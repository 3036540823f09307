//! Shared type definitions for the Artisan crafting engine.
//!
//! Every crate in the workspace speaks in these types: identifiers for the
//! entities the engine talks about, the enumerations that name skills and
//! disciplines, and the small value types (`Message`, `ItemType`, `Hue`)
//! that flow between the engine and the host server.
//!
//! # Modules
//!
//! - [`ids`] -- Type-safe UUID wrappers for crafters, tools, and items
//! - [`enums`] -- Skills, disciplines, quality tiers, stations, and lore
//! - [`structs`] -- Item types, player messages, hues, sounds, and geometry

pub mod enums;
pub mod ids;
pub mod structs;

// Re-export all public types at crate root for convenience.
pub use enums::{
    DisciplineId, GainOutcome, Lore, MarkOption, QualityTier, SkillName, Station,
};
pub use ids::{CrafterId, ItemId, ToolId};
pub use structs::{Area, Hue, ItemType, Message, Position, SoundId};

---

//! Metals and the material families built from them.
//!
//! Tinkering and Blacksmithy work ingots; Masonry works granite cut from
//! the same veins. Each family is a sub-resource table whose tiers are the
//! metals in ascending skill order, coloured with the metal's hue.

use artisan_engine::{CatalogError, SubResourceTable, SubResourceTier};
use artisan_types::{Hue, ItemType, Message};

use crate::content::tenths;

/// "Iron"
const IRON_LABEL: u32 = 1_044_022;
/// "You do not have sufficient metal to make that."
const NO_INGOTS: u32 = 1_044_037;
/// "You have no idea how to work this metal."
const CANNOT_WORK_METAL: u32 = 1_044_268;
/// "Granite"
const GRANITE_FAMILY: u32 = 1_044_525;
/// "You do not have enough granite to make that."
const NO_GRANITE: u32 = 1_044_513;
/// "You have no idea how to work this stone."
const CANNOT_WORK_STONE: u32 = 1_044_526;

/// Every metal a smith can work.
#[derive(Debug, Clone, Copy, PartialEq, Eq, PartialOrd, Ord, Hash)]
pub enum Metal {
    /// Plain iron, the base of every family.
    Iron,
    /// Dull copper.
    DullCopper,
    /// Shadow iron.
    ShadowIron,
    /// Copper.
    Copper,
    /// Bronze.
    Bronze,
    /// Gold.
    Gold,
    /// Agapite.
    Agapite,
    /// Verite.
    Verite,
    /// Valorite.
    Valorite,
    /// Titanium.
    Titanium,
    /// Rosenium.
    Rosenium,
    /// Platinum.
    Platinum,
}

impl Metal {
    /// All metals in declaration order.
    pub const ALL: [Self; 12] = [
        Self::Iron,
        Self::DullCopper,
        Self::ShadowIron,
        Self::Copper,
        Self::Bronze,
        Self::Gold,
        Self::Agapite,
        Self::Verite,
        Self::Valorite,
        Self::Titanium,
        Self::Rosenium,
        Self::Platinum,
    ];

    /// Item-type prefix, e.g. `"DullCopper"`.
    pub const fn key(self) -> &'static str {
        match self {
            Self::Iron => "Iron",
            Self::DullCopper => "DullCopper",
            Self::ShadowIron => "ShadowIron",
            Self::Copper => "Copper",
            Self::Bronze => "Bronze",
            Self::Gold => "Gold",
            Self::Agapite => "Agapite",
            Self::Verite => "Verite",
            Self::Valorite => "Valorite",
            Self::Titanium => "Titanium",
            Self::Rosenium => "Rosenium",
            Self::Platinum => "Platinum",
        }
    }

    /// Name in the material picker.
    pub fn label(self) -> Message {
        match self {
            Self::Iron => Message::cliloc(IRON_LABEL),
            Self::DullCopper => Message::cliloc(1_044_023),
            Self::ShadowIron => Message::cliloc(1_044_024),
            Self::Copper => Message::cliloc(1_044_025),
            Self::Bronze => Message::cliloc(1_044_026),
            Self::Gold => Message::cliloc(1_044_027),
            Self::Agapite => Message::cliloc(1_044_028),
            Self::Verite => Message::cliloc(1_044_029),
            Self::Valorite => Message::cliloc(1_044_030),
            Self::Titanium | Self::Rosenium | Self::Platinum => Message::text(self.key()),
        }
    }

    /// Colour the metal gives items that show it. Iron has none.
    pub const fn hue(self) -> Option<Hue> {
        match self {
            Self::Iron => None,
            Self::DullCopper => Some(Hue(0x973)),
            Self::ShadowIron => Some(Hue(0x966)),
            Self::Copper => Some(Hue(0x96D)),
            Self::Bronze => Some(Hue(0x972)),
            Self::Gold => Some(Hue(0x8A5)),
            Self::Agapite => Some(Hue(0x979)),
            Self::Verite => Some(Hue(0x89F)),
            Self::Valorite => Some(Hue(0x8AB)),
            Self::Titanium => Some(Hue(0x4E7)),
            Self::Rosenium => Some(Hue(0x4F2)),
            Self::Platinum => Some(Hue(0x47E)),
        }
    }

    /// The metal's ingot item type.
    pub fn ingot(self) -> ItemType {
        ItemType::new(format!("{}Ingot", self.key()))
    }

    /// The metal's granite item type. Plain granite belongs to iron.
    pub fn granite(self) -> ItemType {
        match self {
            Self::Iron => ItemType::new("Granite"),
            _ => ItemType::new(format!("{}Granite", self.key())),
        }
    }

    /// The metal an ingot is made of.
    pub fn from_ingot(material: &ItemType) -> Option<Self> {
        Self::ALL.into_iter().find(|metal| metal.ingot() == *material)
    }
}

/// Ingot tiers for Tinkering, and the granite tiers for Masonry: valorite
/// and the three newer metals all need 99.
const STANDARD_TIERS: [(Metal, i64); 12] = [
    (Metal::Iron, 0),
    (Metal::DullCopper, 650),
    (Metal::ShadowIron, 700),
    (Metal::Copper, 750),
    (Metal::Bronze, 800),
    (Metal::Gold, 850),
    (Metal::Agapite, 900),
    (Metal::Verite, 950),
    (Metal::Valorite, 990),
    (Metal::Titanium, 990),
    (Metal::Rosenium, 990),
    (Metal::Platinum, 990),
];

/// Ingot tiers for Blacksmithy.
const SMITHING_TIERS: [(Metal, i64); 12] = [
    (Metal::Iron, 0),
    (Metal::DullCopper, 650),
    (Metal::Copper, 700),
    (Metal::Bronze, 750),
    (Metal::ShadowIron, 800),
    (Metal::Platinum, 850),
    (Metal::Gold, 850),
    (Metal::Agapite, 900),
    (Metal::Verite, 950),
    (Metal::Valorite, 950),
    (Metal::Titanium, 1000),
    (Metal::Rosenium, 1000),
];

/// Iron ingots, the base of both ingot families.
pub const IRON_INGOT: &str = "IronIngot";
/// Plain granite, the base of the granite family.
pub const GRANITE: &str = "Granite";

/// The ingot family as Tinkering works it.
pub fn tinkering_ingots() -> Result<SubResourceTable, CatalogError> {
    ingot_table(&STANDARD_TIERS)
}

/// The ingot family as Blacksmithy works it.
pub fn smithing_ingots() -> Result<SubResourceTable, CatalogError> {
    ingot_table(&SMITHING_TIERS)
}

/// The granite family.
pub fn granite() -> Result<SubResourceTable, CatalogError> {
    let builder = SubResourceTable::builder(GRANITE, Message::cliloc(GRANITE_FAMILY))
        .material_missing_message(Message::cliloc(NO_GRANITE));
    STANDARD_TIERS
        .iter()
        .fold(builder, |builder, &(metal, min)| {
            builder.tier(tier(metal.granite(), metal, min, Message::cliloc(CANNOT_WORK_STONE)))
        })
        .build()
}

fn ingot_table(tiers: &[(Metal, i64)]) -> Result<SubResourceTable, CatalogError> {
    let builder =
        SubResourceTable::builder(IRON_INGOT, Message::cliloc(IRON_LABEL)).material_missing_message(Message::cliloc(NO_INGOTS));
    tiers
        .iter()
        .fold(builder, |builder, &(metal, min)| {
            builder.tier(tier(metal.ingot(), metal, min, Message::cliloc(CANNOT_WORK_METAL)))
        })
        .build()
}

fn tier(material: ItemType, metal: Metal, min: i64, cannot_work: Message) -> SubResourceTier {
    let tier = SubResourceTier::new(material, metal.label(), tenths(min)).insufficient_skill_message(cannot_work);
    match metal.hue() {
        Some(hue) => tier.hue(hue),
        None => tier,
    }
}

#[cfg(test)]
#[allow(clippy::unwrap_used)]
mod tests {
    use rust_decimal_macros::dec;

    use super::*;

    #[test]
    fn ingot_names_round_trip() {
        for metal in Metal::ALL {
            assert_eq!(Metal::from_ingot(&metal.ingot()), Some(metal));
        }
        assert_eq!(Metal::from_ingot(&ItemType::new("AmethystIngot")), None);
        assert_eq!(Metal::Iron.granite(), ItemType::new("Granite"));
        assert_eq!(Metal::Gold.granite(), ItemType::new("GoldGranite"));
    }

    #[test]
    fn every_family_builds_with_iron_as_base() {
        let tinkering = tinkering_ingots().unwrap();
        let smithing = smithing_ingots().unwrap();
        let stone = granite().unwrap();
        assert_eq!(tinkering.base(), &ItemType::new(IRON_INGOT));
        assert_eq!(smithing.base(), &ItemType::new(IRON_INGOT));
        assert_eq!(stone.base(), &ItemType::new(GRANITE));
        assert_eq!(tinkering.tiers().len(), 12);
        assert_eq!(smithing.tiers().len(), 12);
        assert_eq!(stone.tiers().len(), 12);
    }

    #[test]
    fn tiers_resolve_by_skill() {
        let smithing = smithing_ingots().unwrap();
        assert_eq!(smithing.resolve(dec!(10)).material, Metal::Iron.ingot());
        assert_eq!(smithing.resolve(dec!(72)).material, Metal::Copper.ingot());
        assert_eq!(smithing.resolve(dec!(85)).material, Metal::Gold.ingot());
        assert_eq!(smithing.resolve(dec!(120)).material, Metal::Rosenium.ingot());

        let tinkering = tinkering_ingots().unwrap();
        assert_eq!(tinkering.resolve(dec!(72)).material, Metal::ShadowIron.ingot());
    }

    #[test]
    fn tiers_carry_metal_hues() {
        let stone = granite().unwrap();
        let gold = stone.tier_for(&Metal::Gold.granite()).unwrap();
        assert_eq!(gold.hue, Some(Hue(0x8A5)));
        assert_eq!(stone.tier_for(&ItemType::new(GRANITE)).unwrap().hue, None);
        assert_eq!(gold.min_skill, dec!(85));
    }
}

Assignment – Using the material above, copy every line in which the string "CatalogError" occurs.

Exercise output –
use artisan_engine::{CatalogError, SubResourceTable, SubResourceTier};
pub fn tinkering_ingots() -> Result<SubResourceTable, CatalogError> {
pub fn smithing_ingots() -> Result<SubResourceTable, CatalogError> {
pub fn granite() -> Result<SubResourceTable, CatalogError> {
fn ingot_table(tiers: &[(Metal, i64)]) -> Result<SubResourceTable, CatalogError> {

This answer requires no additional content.